Due ore di studio dei rotoli non portarono a nulla. Frustrata, strappò un pezzo di carta dal suo quaderno, lo raggrinzì e lo gettò il più lontano possibile. Era ancora accigliata ai suoi appunti quando, pochi istanti dopo, la palla di carta accartocciata rimbalzò sulla sua testa per atterrare sul tavolo di fronte a lei.
— Sempre così violenta— una voce familiare lo chiamò con rimprovero.
Quando il possessore mascherato della voce entrò nel suo campo visivo e le sorrise beffardamente, i suoi pensieri della notte precedente attraversarono la sua mente, e lei arrossiva furiosamente.
— Cosa ci fai qui?— Ha chiesto, cercando di sedare il suo imbarazzo.
Si sedette di fronte a lei e si chinò di nuovo in quella forma pigra che aveva, allungando le gambe sotto il tavolo. Cercò di non accorgersi che stavano sfregando il suo mentre lui rispondeva.
— Ho dovuto presentare una copia del discorso che ho tenuto ad Ame. — Rispose, sollevando il legante velenoso esaminandolo. — Mentre me ne stavo andando, mi hai lanciato una palla di carta, così sono venuto a vedere cosa avevo fatto per irritare la mia ragazza preferita.
Lisa aggrottava le sopracciglia.
— Non ti ho lanciato una palla di carta; L'ho appena buttato fuori. Non ti ho nemmeno visto qui, e come hai fatto a sapere che ero io?
Alzò lo sguardo per trovare i suoi occhi.

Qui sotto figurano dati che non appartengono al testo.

//! Key mapping from terminal events to game actions.

use crate::types::GameAction;
use crossterm::event::{KeyCode, KeyEvent, KeyModifiers};

/// Map keyboard input to game actions.
pub fn handle_key_event(key: KeyEvent) -> Option<GameAction> {
    match key.code {
        // Movement
        KeyCode::Left
        | KeyCode::Char('h')
        | KeyCode::Char('H')
        | KeyCode::Char('a')
        | KeyCode::Char('A') => Some(GameAction::MoveLeft),
        KeyCode::Right
        | KeyCode::Char('l')
        | KeyCode::Char('L')
        | KeyCode::Char('d')
        | KeyCode::Char('D') => Some(GameAction::MoveRight),
        KeyCode::Down
        | KeyCode::Char('j')
        | KeyCode::Char('J')
        | KeyCode::Char('s')
        | KeyCode::Char('S') => Some(GameAction::SoftDrop),

        // Rotation (clockwise only)
        KeyCode::Up
        | KeyCode::Char('k')
        | KeyCode::Char('K')
        | KeyCode::Char('w')
        | KeyCode::Char('W') => Some(GameAction::Rotate),

        KeyCode::Char(' ') => Some(GameAction::HardDrop),
        KeyCode::Char('p') | KeyCode::Char('P') | KeyCode::Esc => Some(GameAction::TogglePause),
        KeyCode::Char('r') | KeyCode::Char('R') | KeyCode::Enter => Some(GameAction::Restart),

        _ => None,
    }
}

/// Check if key should quit the game.
pub fn should_quit(key: KeyEvent) -> bool {
    (matches!(key.code, KeyCode::Char('q') | KeyCode::Char('Q'))
        && !key.modifiers.contains(KeyModifiers::CONTROL))
        || (key.code == KeyCode::Char('c') && key.modifiers.contains(KeyModifiers::CONTROL))
}
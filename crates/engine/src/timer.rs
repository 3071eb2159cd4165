//! Cancellable periodic tick source.

use std::time::Duration;

use tokio::sync::mpsc;
use tokio::task::JoinHandle;
use tokio::time::{self, Instant, MissedTickBehavior};

use crate::types::GameAction;

/// Sends `GameAction::Tick` on a channel once per period while running.
///
/// The first tick arrives one full period after [`TickTimer::start`].
/// [`TickTimer::stop`] aborts the task, so no tick is sent after it returns.
#[derive(Debug)]
pub struct TickTimer {
    period: Duration,
    task: Option<JoinHandle<()>>,
}

impl TickTimer {
    pub fn new(period: Duration) -> Self {
        Self { period, task: None }
    }

    pub fn period(&self) -> Duration {
        self.period
    }

    /// Start ticking into `tx`. No-op if already running.
    ///
    /// Must be called from within a tokio runtime.
    pub fn start(&mut self, tx: mpsc::Sender<GameAction>) {
        if self.is_running() {
            return;
        }
        let period = self.period;
        self.task = Some(tokio::spawn(async move {
            let mut interval = time::interval_at(Instant::now() + period, period);
            interval.set_missed_tick_behavior(MissedTickBehavior::Delay);
            loop {
                interval.tick().await;
                if tx.send(GameAction::Tick).await.is_err() {
                    break;
                }
            }
        }));
    }

    pub fn stop(&mut self) {
        if let Some(task) = self.task.take() {
            task.abort();
        }
    }

    pub fn is_running(&self) -> bool {
        self.task.as_ref().is_some_and(|task| !task.is_finished())
    }
}

impl Drop for TickTimer {
    fn drop(&mut self) {
        self.stop();
    }
}
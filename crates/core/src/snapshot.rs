use crate::pieces::{Piece, Shape};
use crate::types::{Color, Lifecycle, PieceKind, BOARD_HEIGHT, BOARD_WIDTH};

/// Preview of the piece that spawns after the active one locks.
#[derive(Debug, Clone, Copy, PartialEq, Eq, Hash)]
pub struct NextPreview {
    pub kind: PieceKind,
    pub shape: Shape,
    pub color: Color,
}

impl From<Piece> for NextPreview {
    fn from(value: Piece) -> Self {
        Self {
            kind: value.kind,
            shape: value.shape,
            color: value.color,
        }
    }
}

/// Immutable view handed to renderers after every transition.
///
/// `board` holds color ids (0 = empty) with the active piece already painted
/// in, except after game over.
#[derive(Debug, Clone, Copy, PartialEq, Eq, Hash)]
pub struct GameSnapshot {
    pub board: [[u8; BOARD_WIDTH as usize]; BOARD_HEIGHT as usize],
    pub next: NextPreview,
    pub score: u32,
    pub lines: u32,
    pub lifecycle: Lifecycle,
}

impl GameSnapshot {
    pub fn playable(&self) -> bool {
        self.lifecycle.is_active()
    }

    pub fn paused(&self) -> bool {
        self.lifecycle == Lifecycle::Paused
    }

    pub fn game_over(&self) -> bool {
        self.lifecycle == Lifecycle::GameOver
    }
}

impl Default for GameSnapshot {
    fn default() -> Self {
        Self {
            board: [[0u8; BOARD_WIDTH as usize]; BOARD_HEIGHT as usize],
            next: NextPreview::from(Piece::new(PieceKind::I)),
            score: 0,
            lines: 0,
            lifecycle: Lifecycle::Active,
        }
    }
}
use criterion::{black_box, criterion_group, criterion_main, Criterion};
use tetrion::core::{get_shape, Board, GameState, Position};
use tetrion::types::{Color, GameAction, PieceKind};

fn bench_step_tick(c: &mut Criterion) {
    let state = GameState::new(12345);

    c.bench_function("step_tick", |b| {
        b.iter(|| black_box(state).step(GameAction::Tick))
    });
}

fn bench_hard_drop(c: &mut Criterion) {
    let state = GameState::new(12345);

    c.bench_function("step_hard_drop", |b| {
        b.iter(|| black_box(state).step(GameAction::HardDrop))
    });
}

fn bench_line_clear(c: &mut Criterion) {
    let mut board = Board::new();
    for y in 16..20 {
        for x in 0..10 {
            board.set(x, y, Color::new(1));
        }
    }

    c.bench_function("clear_4_lines", |b| {
        b.iter(|| black_box(&board).clear_lines())
    });
}

fn bench_can_move(c: &mut Criterion) {
    let board = Board::new();
    let shape = get_shape(PieceKind::T);

    c.bench_function("can_move", |b| {
        b.iter(|| board.can_move(black_box(&shape), black_box(Position::new(4, 10))))
    });
}

fn bench_snapshot(c: &mut Criterion) {
    let state = GameState::new(12345);

    c.bench_function("snapshot", |b| b.iter(|| black_box(&state).snapshot()));
}

criterion_group!(
    benches,
    bench_step_tick,
    bench_hard_drop,
    bench_line_clear,
    bench_can_move,
    bench_snapshot
);
criterion_main!(benches);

— Mm, beh, era una combinazione di tre cose...— alzò un dito. — Nessuno che non sia un bibliotecario trascorre più tempo in biblioteca di te. — Ha alzato un secondo dito. — Sei una delle due persone che so che getterebbero qualcosa in biblioteca, specialmente se pensi che nessuno sia in giro per accorgersene. E... — Alzò un terzo dito. — Usi una combinazione più che unica di sapone per il corpo e shampoo.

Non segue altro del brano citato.